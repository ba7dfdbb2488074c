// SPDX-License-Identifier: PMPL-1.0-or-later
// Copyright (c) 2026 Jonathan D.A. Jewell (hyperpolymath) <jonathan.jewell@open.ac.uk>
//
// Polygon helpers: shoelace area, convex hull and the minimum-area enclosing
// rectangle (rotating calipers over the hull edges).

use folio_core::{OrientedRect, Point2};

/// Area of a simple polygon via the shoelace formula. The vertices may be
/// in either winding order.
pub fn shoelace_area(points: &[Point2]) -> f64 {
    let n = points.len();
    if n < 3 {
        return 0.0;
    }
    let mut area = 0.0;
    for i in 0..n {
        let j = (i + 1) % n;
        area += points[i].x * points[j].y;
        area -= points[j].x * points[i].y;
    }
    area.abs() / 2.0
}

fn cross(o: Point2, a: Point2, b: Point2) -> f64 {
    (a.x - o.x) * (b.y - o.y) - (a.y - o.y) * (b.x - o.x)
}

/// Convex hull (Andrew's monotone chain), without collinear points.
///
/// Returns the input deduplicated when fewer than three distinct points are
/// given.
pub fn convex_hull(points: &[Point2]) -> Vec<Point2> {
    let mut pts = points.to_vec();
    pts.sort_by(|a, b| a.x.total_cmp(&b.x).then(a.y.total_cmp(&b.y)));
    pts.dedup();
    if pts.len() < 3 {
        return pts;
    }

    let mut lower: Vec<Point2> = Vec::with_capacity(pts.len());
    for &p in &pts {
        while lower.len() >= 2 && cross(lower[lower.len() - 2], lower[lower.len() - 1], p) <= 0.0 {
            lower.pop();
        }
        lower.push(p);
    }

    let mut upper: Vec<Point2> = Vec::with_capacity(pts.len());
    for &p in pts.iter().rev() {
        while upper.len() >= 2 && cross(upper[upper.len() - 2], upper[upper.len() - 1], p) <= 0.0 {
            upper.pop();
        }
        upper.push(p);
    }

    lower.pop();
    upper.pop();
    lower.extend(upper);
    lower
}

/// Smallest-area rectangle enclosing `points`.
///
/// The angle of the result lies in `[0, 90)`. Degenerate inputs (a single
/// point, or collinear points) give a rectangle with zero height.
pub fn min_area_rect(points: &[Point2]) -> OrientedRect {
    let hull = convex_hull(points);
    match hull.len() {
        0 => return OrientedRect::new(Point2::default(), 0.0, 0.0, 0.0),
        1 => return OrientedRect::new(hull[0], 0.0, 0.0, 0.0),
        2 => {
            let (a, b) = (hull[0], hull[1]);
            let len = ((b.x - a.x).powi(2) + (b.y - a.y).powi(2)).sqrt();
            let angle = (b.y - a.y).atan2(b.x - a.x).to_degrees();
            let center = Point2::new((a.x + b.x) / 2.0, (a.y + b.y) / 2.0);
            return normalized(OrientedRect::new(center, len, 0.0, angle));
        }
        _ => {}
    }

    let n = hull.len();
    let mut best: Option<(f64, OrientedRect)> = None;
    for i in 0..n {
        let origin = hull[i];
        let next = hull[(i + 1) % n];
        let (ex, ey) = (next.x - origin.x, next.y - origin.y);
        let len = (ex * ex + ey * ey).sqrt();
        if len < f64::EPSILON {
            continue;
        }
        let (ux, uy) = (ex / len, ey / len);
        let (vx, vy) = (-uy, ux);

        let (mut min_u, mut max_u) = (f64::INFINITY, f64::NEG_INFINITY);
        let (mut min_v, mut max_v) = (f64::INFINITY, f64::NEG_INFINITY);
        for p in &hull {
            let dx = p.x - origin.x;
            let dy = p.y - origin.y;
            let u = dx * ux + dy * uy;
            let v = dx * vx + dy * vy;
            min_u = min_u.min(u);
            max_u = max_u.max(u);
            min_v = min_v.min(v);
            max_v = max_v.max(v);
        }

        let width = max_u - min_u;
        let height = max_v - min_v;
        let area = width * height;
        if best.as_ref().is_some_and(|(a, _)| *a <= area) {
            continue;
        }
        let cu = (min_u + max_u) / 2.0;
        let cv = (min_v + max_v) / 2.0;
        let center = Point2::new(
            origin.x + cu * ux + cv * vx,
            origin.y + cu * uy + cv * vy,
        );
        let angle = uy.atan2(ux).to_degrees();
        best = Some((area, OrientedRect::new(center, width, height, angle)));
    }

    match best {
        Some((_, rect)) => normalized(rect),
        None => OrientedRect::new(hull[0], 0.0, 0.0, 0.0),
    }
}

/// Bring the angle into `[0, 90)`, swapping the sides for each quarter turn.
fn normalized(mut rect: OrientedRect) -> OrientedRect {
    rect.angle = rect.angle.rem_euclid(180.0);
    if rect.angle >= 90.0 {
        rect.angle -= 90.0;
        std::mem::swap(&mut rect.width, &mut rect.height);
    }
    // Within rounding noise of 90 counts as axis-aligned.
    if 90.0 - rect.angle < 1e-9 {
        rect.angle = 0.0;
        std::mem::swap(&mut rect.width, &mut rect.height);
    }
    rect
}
◆ ◆ ◆ ◆ ◆ ◆ ◆
Starting at the first line, transcribe the material through to the last.

**SOLUTION TO THIS EXERCISE**
repository ba7dfdbb2488074c
// SPDX-License-Identifier: PMPL-1.0-or-later
// Copyright (c) 2026 Jonathan D.A. Jewell (hyperpolymath) <jonathan.jewell@open.ac.uk>
//
// Polygon helpers: shoelace area, convex hull and the minimum-area enclosing
// rectangle (rotating calipers over the hull edges).

use folio_core::{OrientedRect, Point2};

/// Area of a simple polygon via the shoelace formula. The vertices may be
/// in either winding order.
pub fn shoelace_area(points: &[Point2]) -> f64 {
    let n = points.len();
    if n < 3 {
        return 0.0;
    }
    let mut area = 0.0;
    for i in 0..n {
        let j = (i + 1) % n;
        area += points[i].x * points[j].y;
        area -= points[j].x * points[i].y;
    }
    area.abs() / 2.0
}

fn cross(o: Point2, a: Point2, b: Point2) -> f64 {
    (a.x - o.x) * (b.y - o.y) - (a.y - o.y) * (b.x - o.x)
}

/// Convex hull (Andrew's monotone chain), without collinear points.
///
/// Returns the input deduplicated when fewer than three distinct points are
/// given.
pub fn convex_hull(points: &[Point2]) -> Vec<Point2> {
    let mut pts = points.to_vec();
    pts.sort_by(|a, b| a.x.total_cmp(&b.x).then(a.y.total_cmp(&b.y)));
    pts.dedup();
    if pts.len() < 3 {
        return pts;
    }

    let mut lower: Vec<Point2> = Vec::with_capacity(pts.len());
    for &p in &pts {
        while lower.len() >= 2 && cross(lower[lower.len() - 2], lower[lower.len() - 1], p) <= 0.0 {
            lower.pop();
        }
        lower.push(p);
    }

    let mut upper: Vec<Point2> = Vec::with_capacity(pts.len());
    for &p in pts.iter().rev() {
        while upper.len() >= 2 && cross(upper[upper.len() - 2], upper[upper.len() - 1], p) <= 0.0 {
            upper.pop();
        }
        upper.push(p);
    }

    lower.pop();
    upper.pop();
    lower.extend(upper);
    lower
}

/// Smallest-area rectangle enclosing `points`.
///
/// The angle of the result lies in `[0, 90)`. Degenerate inputs (a single
/// point, or collinear points) give a rectangle with zero height.
pub fn min_area_rect(points: &[Point2]) -> OrientedRect {
    let hull = convex_hull(points);
    match hull.len() {
        0 => return OrientedRect::new(Point2::default(), 0.0, 0.0, 0.0),
        1 => return OrientedRect::new(hull[0], 0.0, 0.0, 0.0),
        2 => {
            let (a, b) = (hull[0], hull[1]);
            let len = ((b.x - a.x).powi(2) + (b.y - a.y).powi(2)).sqrt();
            let angle = (b.y - a.y).atan2(b.x - a.x).to_degrees();
            let center = Point2::new((a.x + b.x) / 2.0, (a.y + b.y) / 2.0);
            return normalized(OrientedRect::new(center, len, 0.0, angle));
        }
        _ => {}
    }

    let n = hull.len();
    let mut best: Option<(f64, OrientedRect)> = None;
    for i in 0..n {
        let origin = hull[i];
        let next = hull[(i + 1) % n];
        let (ex, ey) = (next.x - origin.x, next.y - origin.y);
        let len = (ex * ex + ey * ey).sqrt();
        if len < f64::EPSILON {
            continue;
        }
        let (ux, uy) = (ex / len, ey / len);
        let (vx, vy) = (-uy, ux);

        let (mut min_u, mut max_u) = (f64::INFINITY, f64::NEG_INFINITY);
        let (mut min_v, mut max_v) = (f64::INFINITY, f64::NEG_INFINITY);
        for p in &hull {
            let dx = p.x - origin.x;
            let dy = p.y - origin.y;
            let u = dx * ux + dy * uy;
            let v = dx * vx + dy * vy;
            min_u = min_u.min(u);
            max_u = max_u.max(u);
            min_v = min_v.min(v);
            max_v = max_v.max(v);
        }

        let width = max_u - min_u;
        let height = max_v - min_v;
        let area = width * height;
        if best.as_ref().is_some_and(|(a, _)| *a <= area) {
            continue;
        }
        let cu = (min_u + max_u) / 2.0;
        let cv = (min_v + max_v) / 2.0;
        let center = Point2::new(
            origin.x + cu * ux + cv * vx,
            origin.y + cu * uy + cv * vy,
        );
        let angle = uy.atan2(ux).to_degrees();
        best = Some((area, OrientedRect::new(center, width, height, angle)));
    }

    match best {
        Some((_, rect)) => normalized(rect),
        None => OrientedRect::new(hull[0], 0.0, 0.0, 0.0),
    }
}

/// Bring the angle into `[0, 90)`, swapping the sides for each quarter turn.
fn normalized(mut rect: OrientedRect) -> OrientedRect {
    rect.angle = rect.angle.rem_euclid(180.0);
    if rect.angle >= 90.0 {
        rect.angle -= 90.0;
        std::mem::swap(&mut rect.width, &mut rect.height);
    }
    // Within rounding noise of 90 counts as axis-aligned.
    if 90.0 - rect.angle < 1e-9 {
        rect.angle = 0.0;
        std::mem::swap(&mut rect.width, &mut rect.height);
    }
    rect
}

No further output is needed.